L’unica certezza, relativamente al post Magni, è che non ci sarà l’ingresso di un nuovo assessore in Giunta. Un’entrata si sarebbe dovuta registrare necessariamente solo Alessio Bartolomei (assessore ai lavori pubblici) avesse staccato il “pass” per l’ingresso in consiglio regionale, cosa tuttavia non successa. Le deleghe in mano Magni fino a poco tempo fa andranno così suddivise fra chi c’è già: non è da escludete che le funzioni vengano “spacchettate”, andandole a dividere fra chi si dovrà occupare dell’impiantistica nel suo complesso, e di fatto lavori pubblici, e chi dovrà star dietro alla promozione, all’ufficio sport, ai rapporti con le società e quant’altro.

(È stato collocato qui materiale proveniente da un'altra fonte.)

//! Shell configuration read from the environment.

use lucky_deuce_core::rng::StdEntropy;

use crate::error::{ConfigError, ShellError};

/// Seeds the session's entropy for a reproducible run.
pub const SEED_VAR: &str = "LUCKY_DEUCE_SEED";

/// Selects how spins are printed: `text` (default) or `json`.
pub const OUTPUT_VAR: &str = "LUCKY_DEUCE_OUTPUT";

/// How each spin is written to the terminal.
#[derive(Debug, Clone, Copy, Default, PartialEq, Eq)]
pub enum OutputFormat {
    /// `- Number:  00`
    #[default]
    Text,
    /// `{"pocket":"00","value":37}`
    Json,
}

/// Configuration for one shell session.
#[derive(Debug, Clone, Default, PartialEq, Eq)]
pub struct ShellConfig {
    /// Optional seed for the session entropy.
    pub seed: Option<u64>,
    /// Spin output format.
    pub output: OutputFormat,
}

impl ShellConfig {
    /// Reads configuration from process environment variables.
    ///
    /// # Errors
    ///
    /// Returns `ShellError::Config` if a variable is set to an invalid value.
    pub fn from_env() -> Result<Self, ShellError> {
        Self::from_lookup(|key| std::env::var(key).ok())
    }

    /// Reads configuration through `lookup`, which maps a variable name to
    /// its value if set.
    ///
    /// # Errors
    ///
    /// Returns `ShellError::Config` if a variable is set to an invalid value.
    pub fn from_lookup(lookup: impl Fn(&str) -> Option<String>) -> Result<Self, ShellError> {
        let seed = lookup(SEED_VAR)
            .map(|raw| {
                raw.trim()
                    .parse::<u64>()
                    .map_err(|source| ConfigError::InvalidSeed {
                        var: SEED_VAR,
                        source,
                    })
            })
            .transpose()?;

        let output = match lookup(OUTPUT_VAR) {
            None => OutputFormat::default(),
            Some(raw) => parse_output_format(&raw)?,
        };

        Ok(Self { seed, output })
    }

    /// Builds the session entropy: seeded when configured, OS-seeded
    /// otherwise.
    #[must_use]
    pub fn entropy(&self) -> StdEntropy {
        self.seed.map_or_else(StdEntropy::from_os, StdEntropy::seeded)
    }
}

fn parse_output_format(raw: &str) -> Result<OutputFormat, ConfigError> {
    let value = raw.trim();
    if value.eq_ignore_ascii_case("text") {
        Ok(OutputFormat::Text)
    } else if value.eq_ignore_ascii_case("json") {
        Ok(OutputFormat::Json)
    } else {
        Err(ConfigError::UnknownOutput {
            var: OUTPUT_VAR,
            value: value.to_owned(),
        })
    }
}
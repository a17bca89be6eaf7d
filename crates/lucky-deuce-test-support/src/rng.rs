//! Test RNG — deterministic `EntropySource` implementations for tests.

use std::collections::VecDeque;

use lucky_deuce_core::rng::{EntropyProvider, EntropySource};

/// An RNG pinned to the bottom of every requested range. A predictable
/// policy seeded from it starts from seed terms `(0, 0)`.
#[derive(Debug)]
pub struct MockRng;

impl EntropySource for MockRng {
    fn next_u32_range(&mut self, min: u32, _max: u32) -> u32 {
        min
    }
}

/// An RNG that returns values from a predetermined sequence. Panics if the
/// sequence is exhausted, which doubles as an assertion that no more entropy
/// was consumed than scripted.
#[derive(Debug)]
pub struct SequenceRng {
    values: Vec<u32>,
    index: usize,
}

impl SequenceRng {
    /// Create a new `SequenceRng` with the given values.
    #[must_use]
    pub fn new(values: Vec<u32>) -> Self {
        Self { values, index: 0 }
    }

    /// Number of values drawn so far.
    #[must_use]
    pub fn consumed(&self) -> usize {
        self.index
    }
}

impl EntropySource for SequenceRng {
    fn next_u32_range(&mut self, _min: u32, _max: u32) -> u32 {
        let val = self.values[self.index];
        self.index += 1;
        val
    }
}

/// An `EntropyProvider` that hands out one scripted `SequenceRng` per
/// `provide` call, in order. Panics if more sources are requested than were
/// scripted.
#[derive(Debug, Default)]
pub struct SequenceProvider {
    scripts: VecDeque<Vec<u32>>,
}

impl SequenceProvider {
    /// Create a provider from one value script per expected policy build.
    #[must_use]
    pub fn new(scripts: Vec<Vec<u32>>) -> Self {
        Self {
            scripts: scripts.into(),
        }
    }

    /// Number of scripts not yet handed out.
    #[must_use]
    pub fn remaining(&self) -> usize {
        self.scripts.len()
    }
}

impl EntropyProvider for SequenceProvider {
    fn provide(&mut self) -> Box<dyn EntropySource> {
        let script = self
            .scripts
            .pop_front()
            .expect("SequenceProvider ran out of scripted entropy sources");
        Box::new(SequenceRng::new(script))
    }
}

E, se sulla prima ipotesi al momento non ci sono candidature più o meno ufficiali, la seconda sembrerebbe calzare a pennello addosso ad Alessandro Sabella, già assessore al turismo, alle politiche della collina e della montagna oltre che alle tradizioni, e che nel 2017 fece proprio dello sport un suo cavallo di battaglia che gli procurò un discreto consenso in città. Molto probabilmente la prossima settimana dovrebbe essere quella buona per arrivare ad una revisione delle deleghe che dovrà tenere di conto anche di tutti gli altri assessori presenti.